ASSIGNED TASK | Reproduce exactly, from the data that follows, the line with "pub fn center(&self)", the line with "impl Default for RopeSettings", and every line that lies between them.
============================================================
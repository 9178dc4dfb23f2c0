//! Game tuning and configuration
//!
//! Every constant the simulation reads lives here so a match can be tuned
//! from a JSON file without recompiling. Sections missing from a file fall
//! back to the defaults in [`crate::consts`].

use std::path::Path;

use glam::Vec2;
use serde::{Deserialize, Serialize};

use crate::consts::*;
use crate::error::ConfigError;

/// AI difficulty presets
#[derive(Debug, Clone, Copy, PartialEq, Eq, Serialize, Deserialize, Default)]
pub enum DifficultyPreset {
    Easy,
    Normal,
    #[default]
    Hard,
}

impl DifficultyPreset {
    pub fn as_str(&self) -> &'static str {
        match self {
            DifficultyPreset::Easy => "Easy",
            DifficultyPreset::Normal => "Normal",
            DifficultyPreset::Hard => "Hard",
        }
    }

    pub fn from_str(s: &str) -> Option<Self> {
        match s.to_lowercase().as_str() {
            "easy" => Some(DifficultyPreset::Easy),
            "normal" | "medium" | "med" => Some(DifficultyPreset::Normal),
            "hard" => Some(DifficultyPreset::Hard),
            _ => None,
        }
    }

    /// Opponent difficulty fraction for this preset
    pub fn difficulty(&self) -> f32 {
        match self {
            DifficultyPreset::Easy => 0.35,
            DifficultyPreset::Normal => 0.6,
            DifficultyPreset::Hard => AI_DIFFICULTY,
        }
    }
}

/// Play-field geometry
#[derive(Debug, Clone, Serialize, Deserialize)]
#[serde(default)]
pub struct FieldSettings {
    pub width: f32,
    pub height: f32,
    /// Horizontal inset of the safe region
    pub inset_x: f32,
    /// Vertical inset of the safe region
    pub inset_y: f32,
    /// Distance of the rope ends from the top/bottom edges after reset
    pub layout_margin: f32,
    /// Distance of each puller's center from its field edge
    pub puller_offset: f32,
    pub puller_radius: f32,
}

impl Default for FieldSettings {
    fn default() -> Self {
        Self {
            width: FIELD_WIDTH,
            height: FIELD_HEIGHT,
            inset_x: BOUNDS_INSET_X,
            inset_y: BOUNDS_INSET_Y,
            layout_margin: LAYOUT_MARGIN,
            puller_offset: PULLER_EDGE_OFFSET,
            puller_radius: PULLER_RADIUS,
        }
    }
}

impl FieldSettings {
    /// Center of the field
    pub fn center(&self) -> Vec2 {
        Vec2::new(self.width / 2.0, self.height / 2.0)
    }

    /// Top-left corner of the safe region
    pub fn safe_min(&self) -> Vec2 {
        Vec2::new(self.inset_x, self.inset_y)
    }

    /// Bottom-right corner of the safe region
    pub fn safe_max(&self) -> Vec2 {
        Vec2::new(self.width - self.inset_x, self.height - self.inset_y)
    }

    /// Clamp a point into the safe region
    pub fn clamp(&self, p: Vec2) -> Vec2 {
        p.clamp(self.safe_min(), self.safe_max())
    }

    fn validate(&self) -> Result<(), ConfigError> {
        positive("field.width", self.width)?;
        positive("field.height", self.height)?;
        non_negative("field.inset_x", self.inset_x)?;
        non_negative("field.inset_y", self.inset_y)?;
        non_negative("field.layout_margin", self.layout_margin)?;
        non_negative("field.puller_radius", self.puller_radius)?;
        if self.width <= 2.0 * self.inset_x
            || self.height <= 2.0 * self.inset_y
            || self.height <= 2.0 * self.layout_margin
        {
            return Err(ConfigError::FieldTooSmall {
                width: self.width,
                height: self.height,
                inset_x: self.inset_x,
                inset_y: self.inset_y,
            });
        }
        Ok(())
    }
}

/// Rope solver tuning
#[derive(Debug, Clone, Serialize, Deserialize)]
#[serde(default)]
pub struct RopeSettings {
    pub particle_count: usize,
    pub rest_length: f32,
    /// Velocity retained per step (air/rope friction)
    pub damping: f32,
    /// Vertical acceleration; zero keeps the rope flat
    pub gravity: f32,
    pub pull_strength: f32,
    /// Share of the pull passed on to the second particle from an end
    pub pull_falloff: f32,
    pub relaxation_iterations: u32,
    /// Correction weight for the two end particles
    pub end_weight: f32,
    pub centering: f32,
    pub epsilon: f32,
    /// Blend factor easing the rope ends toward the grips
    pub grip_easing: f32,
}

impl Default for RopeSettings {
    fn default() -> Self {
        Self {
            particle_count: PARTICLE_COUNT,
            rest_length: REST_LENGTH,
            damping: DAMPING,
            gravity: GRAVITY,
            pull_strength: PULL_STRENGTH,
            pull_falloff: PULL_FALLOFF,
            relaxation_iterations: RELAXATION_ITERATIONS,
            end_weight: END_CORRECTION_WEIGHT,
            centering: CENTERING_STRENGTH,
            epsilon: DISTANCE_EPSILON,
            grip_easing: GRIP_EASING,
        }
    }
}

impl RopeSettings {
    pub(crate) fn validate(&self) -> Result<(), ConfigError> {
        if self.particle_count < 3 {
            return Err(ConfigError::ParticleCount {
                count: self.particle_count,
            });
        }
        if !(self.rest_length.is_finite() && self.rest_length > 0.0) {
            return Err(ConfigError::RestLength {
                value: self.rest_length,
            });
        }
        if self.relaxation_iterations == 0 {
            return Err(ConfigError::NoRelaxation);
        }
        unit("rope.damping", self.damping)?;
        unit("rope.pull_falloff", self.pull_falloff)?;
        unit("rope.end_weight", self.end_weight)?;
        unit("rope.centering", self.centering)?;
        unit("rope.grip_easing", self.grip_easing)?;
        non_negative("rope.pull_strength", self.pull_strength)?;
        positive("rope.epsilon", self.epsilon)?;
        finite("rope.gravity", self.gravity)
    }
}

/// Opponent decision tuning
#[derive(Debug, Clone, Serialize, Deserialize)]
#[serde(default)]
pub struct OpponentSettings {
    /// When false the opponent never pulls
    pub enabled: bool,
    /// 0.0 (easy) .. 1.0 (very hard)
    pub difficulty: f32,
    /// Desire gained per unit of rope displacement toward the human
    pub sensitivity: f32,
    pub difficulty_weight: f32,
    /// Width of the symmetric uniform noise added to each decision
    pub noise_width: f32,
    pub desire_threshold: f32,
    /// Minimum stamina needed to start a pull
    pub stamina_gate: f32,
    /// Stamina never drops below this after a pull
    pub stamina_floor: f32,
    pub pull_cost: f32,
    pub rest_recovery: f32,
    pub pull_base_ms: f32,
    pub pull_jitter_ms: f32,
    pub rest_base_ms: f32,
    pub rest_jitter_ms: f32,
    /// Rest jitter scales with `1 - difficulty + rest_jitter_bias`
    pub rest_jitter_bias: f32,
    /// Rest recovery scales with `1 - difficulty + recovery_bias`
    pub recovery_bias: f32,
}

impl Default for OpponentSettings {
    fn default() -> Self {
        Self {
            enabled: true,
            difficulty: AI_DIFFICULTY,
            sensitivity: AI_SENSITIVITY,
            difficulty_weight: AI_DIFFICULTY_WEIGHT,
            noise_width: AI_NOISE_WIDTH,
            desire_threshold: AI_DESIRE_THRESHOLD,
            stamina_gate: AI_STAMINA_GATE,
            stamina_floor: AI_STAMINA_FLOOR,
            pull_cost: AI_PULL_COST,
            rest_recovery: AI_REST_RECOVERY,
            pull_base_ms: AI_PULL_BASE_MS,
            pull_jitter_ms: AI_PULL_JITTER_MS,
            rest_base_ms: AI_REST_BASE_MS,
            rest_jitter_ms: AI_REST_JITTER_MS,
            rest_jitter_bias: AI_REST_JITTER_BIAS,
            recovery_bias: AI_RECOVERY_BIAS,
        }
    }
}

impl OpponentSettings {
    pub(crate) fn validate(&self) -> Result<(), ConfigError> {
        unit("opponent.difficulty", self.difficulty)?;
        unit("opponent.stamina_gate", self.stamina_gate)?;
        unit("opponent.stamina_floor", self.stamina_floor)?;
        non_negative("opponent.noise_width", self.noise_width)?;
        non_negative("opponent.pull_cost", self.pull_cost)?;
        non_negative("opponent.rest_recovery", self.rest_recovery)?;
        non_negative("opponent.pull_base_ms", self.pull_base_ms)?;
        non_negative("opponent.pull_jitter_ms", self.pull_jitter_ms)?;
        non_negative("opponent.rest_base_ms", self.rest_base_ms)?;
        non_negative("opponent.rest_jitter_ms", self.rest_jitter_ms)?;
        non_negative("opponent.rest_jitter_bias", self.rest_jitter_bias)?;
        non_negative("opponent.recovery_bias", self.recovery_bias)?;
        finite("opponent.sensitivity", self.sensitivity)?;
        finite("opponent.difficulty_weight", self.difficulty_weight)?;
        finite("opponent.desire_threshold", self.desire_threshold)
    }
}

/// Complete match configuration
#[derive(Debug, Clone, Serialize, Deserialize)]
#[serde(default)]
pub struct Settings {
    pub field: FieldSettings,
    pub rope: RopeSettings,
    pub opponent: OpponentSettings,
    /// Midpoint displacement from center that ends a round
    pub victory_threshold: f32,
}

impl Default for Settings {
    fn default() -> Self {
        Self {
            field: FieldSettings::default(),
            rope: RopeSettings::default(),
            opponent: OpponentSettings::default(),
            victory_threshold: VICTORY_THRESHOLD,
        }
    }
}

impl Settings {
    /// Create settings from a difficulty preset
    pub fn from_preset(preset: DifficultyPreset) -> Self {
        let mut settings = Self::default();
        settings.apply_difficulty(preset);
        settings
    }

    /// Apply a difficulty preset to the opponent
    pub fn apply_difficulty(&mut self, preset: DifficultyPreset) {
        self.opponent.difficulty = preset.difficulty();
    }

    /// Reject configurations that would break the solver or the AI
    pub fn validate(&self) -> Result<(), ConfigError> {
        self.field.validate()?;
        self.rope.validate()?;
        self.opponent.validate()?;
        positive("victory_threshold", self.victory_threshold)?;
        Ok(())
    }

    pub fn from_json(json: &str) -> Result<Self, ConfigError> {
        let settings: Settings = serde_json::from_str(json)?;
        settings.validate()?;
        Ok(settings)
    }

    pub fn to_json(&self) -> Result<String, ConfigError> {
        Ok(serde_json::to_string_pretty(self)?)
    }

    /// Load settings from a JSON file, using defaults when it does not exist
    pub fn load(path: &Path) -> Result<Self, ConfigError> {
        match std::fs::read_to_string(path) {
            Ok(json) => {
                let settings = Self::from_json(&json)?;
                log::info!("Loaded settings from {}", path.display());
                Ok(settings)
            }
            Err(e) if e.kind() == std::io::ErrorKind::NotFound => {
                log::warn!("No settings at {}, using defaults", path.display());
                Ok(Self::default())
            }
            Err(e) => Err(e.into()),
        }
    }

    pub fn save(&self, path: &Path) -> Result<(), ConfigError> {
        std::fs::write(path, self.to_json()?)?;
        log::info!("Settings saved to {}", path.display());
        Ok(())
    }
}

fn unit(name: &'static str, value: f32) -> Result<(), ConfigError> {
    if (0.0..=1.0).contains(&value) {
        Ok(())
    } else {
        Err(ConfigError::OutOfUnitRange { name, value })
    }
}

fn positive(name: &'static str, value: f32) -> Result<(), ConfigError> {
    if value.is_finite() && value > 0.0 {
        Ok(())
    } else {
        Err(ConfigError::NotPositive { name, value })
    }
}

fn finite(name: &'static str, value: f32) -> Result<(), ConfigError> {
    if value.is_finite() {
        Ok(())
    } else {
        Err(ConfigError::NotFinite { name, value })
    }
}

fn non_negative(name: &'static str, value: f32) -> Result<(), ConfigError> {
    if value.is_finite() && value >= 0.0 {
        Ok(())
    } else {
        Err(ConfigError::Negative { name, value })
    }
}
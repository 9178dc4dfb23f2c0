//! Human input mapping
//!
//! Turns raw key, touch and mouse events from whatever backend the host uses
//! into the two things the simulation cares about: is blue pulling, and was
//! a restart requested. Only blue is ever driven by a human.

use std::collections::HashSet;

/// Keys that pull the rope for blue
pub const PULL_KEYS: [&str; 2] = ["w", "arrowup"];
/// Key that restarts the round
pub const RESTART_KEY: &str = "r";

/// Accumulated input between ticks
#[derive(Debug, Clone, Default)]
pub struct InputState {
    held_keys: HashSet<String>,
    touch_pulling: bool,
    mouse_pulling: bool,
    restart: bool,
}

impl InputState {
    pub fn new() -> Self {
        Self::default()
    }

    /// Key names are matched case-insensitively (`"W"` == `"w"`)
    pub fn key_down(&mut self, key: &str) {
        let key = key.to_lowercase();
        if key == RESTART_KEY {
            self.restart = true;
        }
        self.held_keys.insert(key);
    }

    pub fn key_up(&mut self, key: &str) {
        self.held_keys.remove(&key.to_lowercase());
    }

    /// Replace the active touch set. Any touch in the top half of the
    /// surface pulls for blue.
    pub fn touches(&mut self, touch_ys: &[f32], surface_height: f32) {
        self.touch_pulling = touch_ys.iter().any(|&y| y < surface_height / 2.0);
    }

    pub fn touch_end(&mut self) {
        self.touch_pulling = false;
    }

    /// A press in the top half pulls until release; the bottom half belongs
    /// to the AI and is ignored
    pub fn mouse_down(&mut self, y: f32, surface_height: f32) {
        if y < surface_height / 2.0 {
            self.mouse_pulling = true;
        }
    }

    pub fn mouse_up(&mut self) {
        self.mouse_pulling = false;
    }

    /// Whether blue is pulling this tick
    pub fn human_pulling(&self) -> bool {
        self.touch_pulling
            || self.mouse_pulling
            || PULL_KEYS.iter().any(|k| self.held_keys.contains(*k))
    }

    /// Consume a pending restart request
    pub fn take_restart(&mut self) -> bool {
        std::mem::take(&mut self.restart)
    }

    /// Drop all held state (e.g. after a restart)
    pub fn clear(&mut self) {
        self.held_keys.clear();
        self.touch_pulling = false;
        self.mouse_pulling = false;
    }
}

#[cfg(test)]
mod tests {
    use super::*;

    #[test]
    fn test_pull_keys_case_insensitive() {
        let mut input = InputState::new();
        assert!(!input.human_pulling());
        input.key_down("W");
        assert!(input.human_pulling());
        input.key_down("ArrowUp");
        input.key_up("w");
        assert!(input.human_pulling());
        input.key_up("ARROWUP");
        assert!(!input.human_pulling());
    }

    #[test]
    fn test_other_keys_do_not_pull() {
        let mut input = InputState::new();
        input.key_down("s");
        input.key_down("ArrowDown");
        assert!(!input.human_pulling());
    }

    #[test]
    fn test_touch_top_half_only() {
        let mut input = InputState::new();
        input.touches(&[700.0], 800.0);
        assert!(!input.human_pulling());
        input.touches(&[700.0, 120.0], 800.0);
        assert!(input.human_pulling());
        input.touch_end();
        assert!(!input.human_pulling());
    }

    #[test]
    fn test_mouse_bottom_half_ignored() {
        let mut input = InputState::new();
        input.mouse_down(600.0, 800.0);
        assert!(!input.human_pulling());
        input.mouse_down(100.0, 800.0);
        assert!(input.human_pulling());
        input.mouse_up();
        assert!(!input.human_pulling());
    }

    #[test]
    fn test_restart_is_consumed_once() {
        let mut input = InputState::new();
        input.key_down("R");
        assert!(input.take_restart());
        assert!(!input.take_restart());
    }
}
============================================================
WRITTEN REPLY |
    pub fn center(&self) -> Vec2 {
        Vec2::new(self.width / 2.0, self.height / 2.0)
    }

    /// Top-left corner of the safe region
    pub fn safe_min(&self) -> Vec2 {
        Vec2::new(self.inset_x, self.inset_y)
    }

    /// Bottom-right corner of the safe region
    pub fn safe_max(&self) -> Vec2 {
        Vec2::new(self.width - self.inset_x, self.height - self.inset_y)
    }

    /// Clamp a point into the safe region
    pub fn clamp(&self, p: Vec2) -> Vec2 {
        p.clamp(self.safe_min(), self.safe_max())
    }

    fn validate(&self) -> Result<(), ConfigError> {
        positive("field.width", self.width)?;
        positive("field.height", self.height)?;
        non_negative("field.inset_x", self.inset_x)?;
        non_negative("field.inset_y", self.inset_y)?;
        non_negative("field.layout_margin", self.layout_margin)?;
        non_negative("field.puller_radius", self.puller_radius)?;
        if self.width <= 2.0 * self.inset_x
            || self.height <= 2.0 * self.inset_y
            || self.height <= 2.0 * self.layout_margin
        {
            return Err(ConfigError::FieldTooSmall {
                width: self.width,
                height: self.height,
                inset_x: self.inset_x,
                inset_y: self.inset_y,
            });
        }
        Ok(())
    }
}

/// Rope solver tuning
#[derive(Debug, Clone, Serialize, Deserialize)]
#[serde(default)]
pub struct RopeSettings {
    pub particle_count: usize,
    pub rest_length: f32,
    /// Velocity retained per step (air/rope friction)
    pub damping: f32,
    /// Vertical acceleration; zero keeps the rope flat
    pub gravity: f32,
    pub pull_strength: f32,
    /// Share of the pull passed on to the second particle from an end
    pub pull_falloff: f32,
    pub relaxation_iterations: u32,
    /// Correction weight for the two end particles
    pub end_weight: f32,
    pub centering: f32,
    pub epsilon: f32,
    /// Blend factor easing the rope ends toward the grips
    pub grip_easing: f32,
}

impl Default for RopeSettings {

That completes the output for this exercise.